Crystallographic types depended energy storage mechanism for zinc storage

Abstract

As a new type cathode material for aqueous zinc-ion batteries (ZIBs), manganese-based sulfides have gradually received researchers’ concern in recent years due to their lower electronegativity, higher electronic conductivity and better electrochemical activity compared with the corresponding manganese-based oxides. However, the revelation of energy storage mechanism for manganese-based sulfides is full of great challenges, which largely restricts their application. Herein, inspired by density functional theory calculations, we design and synthesize the γ-MnS and α-MnS hollow microspheres with different crystallographic types for the first time, delivering significantly different energy storage mechanisms of the two MnS electrodes.
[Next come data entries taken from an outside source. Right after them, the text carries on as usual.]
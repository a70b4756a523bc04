//! Low-level PDF file writer.
//!
//! [`PdfWriter`] accumulates the whole file in memory: each object's
//! byte offset is recorded as the object starts, and [`PdfWriter::finish`]
//! appends the xref table and trailer. Object content goes through the
//! [`ObjectWriter`] capability, which the font embedder also accepts,
//! so tests can drive it with a recording fake.

/// Capability for emitting numbered PDF objects.
pub trait ObjectWriter {
    /// Allocate the next object number and start its `N 0 obj` header.
    fn new_object(&mut self) -> u32;

    /// Append bytes to the object being written.
    fn append(&mut self, bytes: &[u8]);

    /// Terminate the object being written with `endobj`.
    fn close_object(&mut self);

    /// Highest object number allocated so far; 0 before the first.
    fn current_highest_id(&self) -> u32;

    /// Emit a metadata stream object for `text`, if this writer
    /// supports metadata. Must be called between objects, never while
    /// one is open.
    fn add_metadata_object(&mut self, _text: &str) -> Option<u32> {
        None
    }

    /// Append UTF-8 text to the object being written.
    fn append_str(&mut self, text: &str) {
        self.append(text.as_bytes());
    }
}

/// Buffered writer producing a complete PDF file.
pub struct PdfWriter {
    buf: Vec<u8>,
    /// Byte offset of each object header, indexed by object number - 1.
    offsets: Vec<usize>,
}

impl PdfWriter {
    /// Start a new file: PDF header plus the binary marker comment.
    pub fn new() -> Self {
        let mut buf = Vec::with_capacity(16 * 1024);
        buf.extend_from_slice(b"%PDF-1.7\n");
        // Four bytes >= 128 so transfer tools treat the file as binary.
        buf.extend_from_slice(b"%\xE2\xE3\xCF\xD3\n");
        PdfWriter {
            buf,
            offsets: Vec::new(),
        }
    }

    /// Append the xref table, trailer, and EOF marker, returning the
    /// finished file bytes.
    pub fn finish(mut self, root_obj: u32, info_obj: Option<u32>) -> Vec<u8> {
        let xref_offset = self.buf.len();
        let size = self.offsets.len() + 1;
        self.buf
            .extend_from_slice(format!("xref\n0 {}\n", size).as_bytes());
        // Entries are exactly 20 bytes; object 0 heads the free list.
        self.buf.extend_from_slice(b"0000000000 65535 f\r\n");
        for &offset in &self.offsets {
            self.buf
                .extend_from_slice(format!("{:010} 00000 n\r\n", offset).as_bytes());
        }
        self.buf.extend_from_slice(
            format!("trailer\n<< /Size {} /Root {} 0 R", size, root_obj).as_bytes(),
        );
        if let Some(info) = info_obj {
            self.buf
                .extend_from_slice(format!(" /Info {} 0 R", info).as_bytes());
        }
        self.buf.extend_from_slice(b" >>\n");
        self.buf
            .extend_from_slice(format!("startxref\n{}\n%%EOF\n", xref_offset).as_bytes());
        self.buf
    }
}

impl Default for PdfWriter {
    fn default() -> Self {
        Self::new()
    }
}

impl ObjectWriter for PdfWriter {
    fn new_object(&mut self) -> u32 {
        self.offsets.push(self.buf.len());
        let number = self.offsets.len() as u32;
        self.buf
            .extend_from_slice(format!("{} 0 obj\n", number).as_bytes());
        number
    }

    fn append(&mut self, bytes: &[u8]) {
        self.buf.extend_from_slice(bytes);
    }

    fn close_object(&mut self) {
        self.buf.extend_from_slice(b"endobj\n");
    }

    fn current_highest_id(&self) -> u32 {
        self.offsets.len() as u32
    }

    fn add_metadata_object(&mut self, text: &str) -> Option<u32> {
        let packet = xmp_packet(text);
        let id = self.new_object();
        self.append_str(&format!(
            "<<\n/Type /Metadata\n/Subtype /XML\n/Length {}\n>>\nstream\n",
            packet.len()
        ));
        self.append(packet.as_bytes());
        self.append_str("\nendstream\n");
        self.close_object();
        Some(id)
    }
}

/// Escape a string for a PDF literal string context.
pub fn escape_pdf_string(s: &str) -> String {
    let mut out = String::with_capacity(s.len());
    for c in s.chars() {
        match c {
            '(' => out.push_str("\\("),
            ')' => out.push_str("\\)"),
            '\\' => out.push_str("\\\\"),
            _ => out.push(c),
        }
    }
    out
}

/// XMP packet carrying `text` as rights usage terms.
fn xmp_packet(text: &str) -> String {
    let mut xml = String::with_capacity(text.len() + 512);
    xml.push_str("<?xpacket begin=\"\u{FEFF}\" id=\"W5M0MpCehiHzreSzNTczkc9d\"?>\n");
    xml.push_str("<x:xmpmeta xmlns:x=\"adobe:ns:meta/\">\n");
    xml.push_str("<rdf:RDF xmlns:rdf=\"http://www.w3.org/1999/02/22-rdf-syntax-ns#\">\n");
    xml.push_str(
        "<rdf:Description rdf:about=\"\" \
         xmlns:xmpRights=\"http://ns.adobe.com/xap/1.0/rights/\">\n",
    );
    xml.push_str("<xmpRights:UsageTerms>\n<rdf:Alt>\n<rdf:li xml:lang=\"x-default\">\n");
    xml.push_str(&escape_xml(text));
    xml.push_str("\n</rdf:li>\n</rdf:Alt>\n</xmpRights:UsageTerms>\n");
    xml.push_str("</rdf:Description>\n</rdf:RDF>\n</x:xmpmeta>\n<?xpacket end=\"w\"?>");
    xml
}

fn escape_xml(text: &str) -> String {
    let mut out = String::with_capacity(text.len());
    for c in text.chars() {
        match c {
            '&' => out.push_str("&amp;"),
            '<' => out.push_str("&lt;"),
            '>' => out.push_str("&gt;"),
            _ => out.push(c),
        }
    }
    out
}
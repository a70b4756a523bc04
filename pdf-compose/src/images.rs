//! Image decoding and embedding.
//!
//! JPEG data is carried as-is (`/DCTDecode`); PNG is decoded to raw
//! pixels and deflate-framed, with any alpha channel split into a
//! separate `/SMask` stream.

use crate::deflate;
use crate::textflow::Rect;
use crate::writer::ObjectWriter;

/// Opaque handle to a loaded image within a PdfDocument.
#[derive(Debug, Clone, Copy, PartialEq, Eq, PartialOrd, Ord, Hash)]
pub struct ImageId(pub usize);

/// Supported image formats.
#[derive(Debug, Clone, Copy, PartialEq, Eq)]
pub enum ImageFormat {
    Jpeg,
    Png,
}

/// How an image should be scaled to fit a bounding rectangle.
#[derive(Debug, Clone, Copy, PartialEq, Eq)]
pub enum ImageFit {
    /// Scale to fit within the rect, preserving aspect ratio.
    Fit,
    /// Scale to cover the rect, clipping overflow.
    Fill,
    /// Stretch to fill the rect exactly (may distort).
    Stretch,
    /// Natural size: 1 pixel = 1 point, no scaling.
    None,
}

/// PDF color space for image data.
#[derive(Debug, Clone, Copy, PartialEq, Eq)]
pub enum ColorSpace {
    DeviceRGB,
    DeviceGray,
}

impl ColorSpace {
    pub fn pdf_name(&self) -> &'static str {
        match self {
            ColorSpace::DeviceRGB => "DeviceRGB",
            ColorSpace::DeviceGray => "DeviceGray",
        }
    }
}

/// Parsed image data ready for embedding into a PDF.
#[derive(Debug)]
pub struct ImageData {
    pub width: u32,
    pub height: u32,
    pub format: ImageFormat,
    pub color_space: ColorSpace,
    pub bits_per_component: u8,
    /// Raw pixel data (RGB/Gray) or raw JPEG bytes.
    pub data: Vec<u8>,
    /// Separate alpha channel (grayscale), if present.
    pub smask_data: Option<Vec<u8>>,
}

/// Computed placement of an image on a PDF page.
#[derive(Debug)]
pub struct ImagePlacement {
    /// X position in PDF coordinates (bottom-left origin).
    pub x: f64,
    /// Y position in PDF coordinates (bottom-left origin).
    pub y: f64,
    /// Display width in points.
    pub width: f64,
    /// Display height in points.
    pub height: f64,
    /// Optional clip rectangle (for Fill mode) in PDF coordinates.
    pub clip: Option<ClipRect>,
}

/// A clip rectangle in PDF coordinates (bottom-left origin).
#[derive(Debug)]
pub struct ClipRect {
    pub x: f64,
    pub y: f64,
    pub width: f64,
    pub height: f64,
}

/// Detect image format from magic bytes.
pub fn detect_format(data: &[u8]) -> Result<ImageFormat, String> {
    if data.len() < 4 {
        return Err("Image data too short to detect format".to_string());
    }
    if data[0] == 0xFF && data[1] == 0xD8 {
        Ok(ImageFormat::Jpeg)
    } else if data[0] == 0x89 && data[1] == 0x50 && data[2] == 0x4E && data[3] == 0x47 {
        Ok(ImageFormat::Png)
    } else {
        Err("Unsupported image format (expected JPEG or PNG)".to_string())
    }
}

/// Load and parse image data from raw bytes.
pub fn load_image(data: Vec<u8>) -> Result<ImageData, String> {
    let format = detect_format(&data)?;
    match format {
        ImageFormat::Jpeg => parse_jpeg(data),
        ImageFormat::Png => parse_png(data),
    }
}

/// Write an image as an XObject stream, returning its object number.
/// PNG pixel data is deflate-framed; JPEG bytes pass through under
/// `/DCTDecode`. An alpha channel becomes its own `/SMask` stream.
pub(crate) fn write_xobject<W: ObjectWriter>(image: &ImageData, out: &mut W) -> u32 {
    let smask_obj = image.smask_data.as_ref().map(|alpha| {
        let framed = deflate::frame(alpha);
        let id = out.new_object();
        out.append_str(&format!(
            "<<\n/Type /XObject\n/Subtype /Image\n/Width {}\n/Height {}\n\
             /ColorSpace /DeviceGray\n/BitsPerComponent 8\n\
             /Filter /FlateDecode\n/Length {}\n>>\nstream\n",
            image.width,
            image.height,
            framed.len()
        ));
        out.append(&framed);
        out.append_str("\nendstream\n");
        out.close_object();
        id
    });

    let framed;
    let (filter, payload): (&str, &[u8]) = match image.format {
        ImageFormat::Jpeg => ("DCTDecode", &image.data),
        ImageFormat::Png => {
            framed = deflate::frame(&image.data);
            ("FlateDecode", &framed)
        }
    };

    let id = out.new_object();
    let mut dict = String::from("<<\n/Type /XObject\n/Subtype /Image\n");
    dict.push_str(&format!("/Width {}\n/Height {}\n", image.width, image.height));
    dict.push_str(&format!("/ColorSpace /{}\n", image.color_space.pdf_name()));
    dict.push_str(&format!(
        "/BitsPerComponent {}\n",
        image.bits_per_component
    ));
    dict.push_str(&format!("/Filter /{}\n", filter));
    if let Some(smask) = smask_obj {
        dict.push_str(&format!("/SMask {} 0 R\n", smask));
    }
    dict.push_str(&format!("/Length {}\n", payload.len()));
    dict.push_str(">>\nstream\n");
    out.append_str(&dict);
    out.append(payload);
    out.append_str("\nendstream\n");
    out.close_object();
    id
}

/// Parse JPEG SOF marker to extract dimensions and color space.
/// JPEG data is embedded as-is (DCTDecode); no pixel decoding needed.
fn parse_jpeg(data: Vec<u8>) -> Result<ImageData, String> {
    let (width, height, components) = jpeg_dimensions(&data)?;
    let color_space = match components {
        1 => ColorSpace::DeviceGray,
        3 => ColorSpace::DeviceRGB,
        _ => {
            return Err(format!(
                "Unsupported JPEG component count: {} (expected 1 or 3)",
                components
            ))
        }
    };

    Ok(ImageData {
        width,
        height,
        format: ImageFormat::Jpeg,
        color_space,
        bits_per_component: 8,
        data,
        smask_data: None,
    })
}

/// Scan JPEG data for SOF0-SOF3 markers and extract width/height/components.
fn jpeg_dimensions(data: &[u8]) -> Result<(u32, u32, u8), String> {
    let len = data.len();
    let mut i = 0;
    while i + 1 < len {
        if data[i] != 0xFF {
            i += 1;
            continue;
        }
        let marker = data[i + 1];
        // SOF0 (0xC0) through SOF3 (0xC3) — baseline, extended, progressive, lossless
        if (0xC0..=0xC3).contains(&marker) {
            if i + 9 >= len {
                return Err("JPEG SOF marker truncated".to_string());
            }
            let height = u16::from_be_bytes([data[i + 5], data[i + 6]]) as u32;
            let width = u16::from_be_bytes([data[i + 7], data[i + 8]]) as u32;
            let components = data[i + 9];
            return Ok((width, height, components));
        }
        // Skip non-SOF markers
        if marker == 0xFF || marker == 0x00 {
            i += 1;
            continue;
        }
        // Standalone markers (no length)
        if marker == 0xD8 || marker == 0xD9 || (0xD0..=0xD7).contains(&marker) {
            i += 2;
            continue;
        }
        // Markers with length
        if i + 3 >= len {
            break;
        }
        let seg_len = u16::from_be_bytes([data[i + 2], data[i + 3]]) as usize;
        i += 2 + seg_len;
    }
    Err("No SOF marker found in JPEG data".to_string())
}

/// Decode PNG using the `png` crate and produce raw pixel data.
fn parse_png(data: Vec<u8>) -> Result<ImageData, String> {
    let decoder = png::Decoder::new(data.as_slice());
    let mut reader = decoder
        .read_info()
        .map_err(|e| format!("PNG decode error: {}", e))?;

    let mut buf = vec![0u8; reader.output_buffer_size()];
    let info = reader
        .next_frame(&mut buf)
        .map_err(|e| format!("PNG frame error: {}", e))?;
    buf.truncate(info.buffer_size());

    let width = info.width;
    let height = info.height;

    match info.color_type {
        png::ColorType::Rgb => Ok(ImageData {
            width,
            height,
            format: ImageFormat::Png,
            color_space: ColorSpace::DeviceRGB,
            bits_per_component: 8,
            data: buf,
            smask_data: None,
        }),
        png::ColorType::Rgba => {
            let pixel_count = (width * height) as usize;
            let mut rgb = Vec::with_capacity(pixel_count * 3);
            let mut alpha = Vec::with_capacity(pixel_count);
            for chunk in buf.chunks_exact(4) {
                rgb.push(chunk[0]);
                rgb.push(chunk[1]);
                rgb.push(chunk[2]);
                alpha.push(chunk[3]);
            }
            Ok(ImageData {
                width,
                height,
                format: ImageFormat::Png,
                color_space: ColorSpace::DeviceRGB,
                bits_per_component: 8,
                data: rgb,
                smask_data: Some(alpha),
            })
        }
        png::ColorType::Grayscale => Ok(ImageData {
            width,
            height,
            format: ImageFormat::Png,
            color_space: ColorSpace::DeviceGray,
            bits_per_component: 8,
            data: buf,
            smask_data: None,
        }),
        png::ColorType::GrayscaleAlpha => {
            let pixel_count = (width * height) as usize;
            let mut gray = Vec::with_capacity(pixel_count);
            let mut alpha = Vec::with_capacity(pixel_count);
            for chunk in buf.chunks_exact(2) {
                gray.push(chunk[0]);
                alpha.push(chunk[1]);
            }
            Ok(ImageData {
                width,
                height,
                format: ImageFormat::Png,
                color_space: ColorSpace::DeviceGray,
                bits_per_component: 8,
                data: gray,
                smask_data: Some(alpha),
            })
        }
        other => Err(format!("Unsupported PNG color type: {:?}", other)),
    }
}

/// Calculate image placement given a bounding rectangle and fit mode.
///
/// The `Rect` uses upper-left origin (y grows downward for layout),
/// but PDF uses bottom-left origin. The `page_height` parameter is
/// needed for the coordinate conversion.
pub fn calculate_placement(
    img_w: u32,
    img_h: u32,
    rect: &Rect,
    fit: ImageFit,
    page_height: f64,
) -> ImagePlacement {
    let iw = img_w as f64;
    let ih = img_h as f64;

    // rect.y is the top edge in upper-left coords; in PDF coords the
    // bottom edge is page_height - (rect.y + rect.height).
    let pdf_bottom = page_height - (rect.y + rect.height);

    match fit {
        ImageFit::Fit => {
            let scale_x = rect.width / iw;
            let scale_y = rect.height / ih;
            let scale = scale_x.min(scale_y);
            let w = iw * scale;
            let h = ih * scale;
            // Center within the rect
            let x = rect.x + (rect.width - w) / 2.0;
            let y = pdf_bottom + (rect.height - h) / 2.0;
            ImagePlacement {
                x,
                y,
                width: w,
                height: h,
                clip: None,
            }
        }
        ImageFit::Fill => {
            let scale_x = rect.width / iw;
            let scale_y = rect.height / ih;
            let scale = scale_x.max(scale_y);
            let w = iw * scale;
            let h = ih * scale;
            // Center the image (some parts will be clipped)
            let x = rect.x + (rect.width - w) / 2.0;
            let y = pdf_bottom + (rect.height - h) / 2.0;
            ImagePlacement {
                x,
                y,
                width: w,
                height: h,
                clip: Some(ClipRect {
                    x: rect.x,
                    y: pdf_bottom,
                    width: rect.width,
                    height: rect.height,
                }),
            }
        }
        ImageFit::Stretch => ImagePlacement {
            x: rect.x,
            y: pdf_bottom,
            width: rect.width,
            height: rect.height,
            clip: None,
        },
        ImageFit::None => {
            // 1 pixel = 1 point, positioned at top-left of rect
            let y = pdf_bottom + (rect.height - ih);
            ImagePlacement {
                x: rect.x,
                y,
                width: iw,
                height: ih,
                clip: None,
            }
        }
    }
}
Impressively, the γ-MnS electrode can stably exist and store energy during the whole charging/discharging processes, while the α-MnS electrode first undergoes irreversible in situ oxidation to generate ZnMnO3/MnOx during the initial charging process, and then the reversible H+/Zn2+ co-insertion/extraction energy storage behavior occurs during the subsequent discharging/charging processes. This unique phase transition mechanism caused by in situ electrochemical oxidation enables the α-MnS electrode to achieve enhanced ion diffusion kinetics, thereby improving the rate capability and cyclic stability. This work not only enriches the energy storage mechanism of manganese-based sulfide cathodes, but also offers research ideas for the design and development of advanced manganese-based cathodes.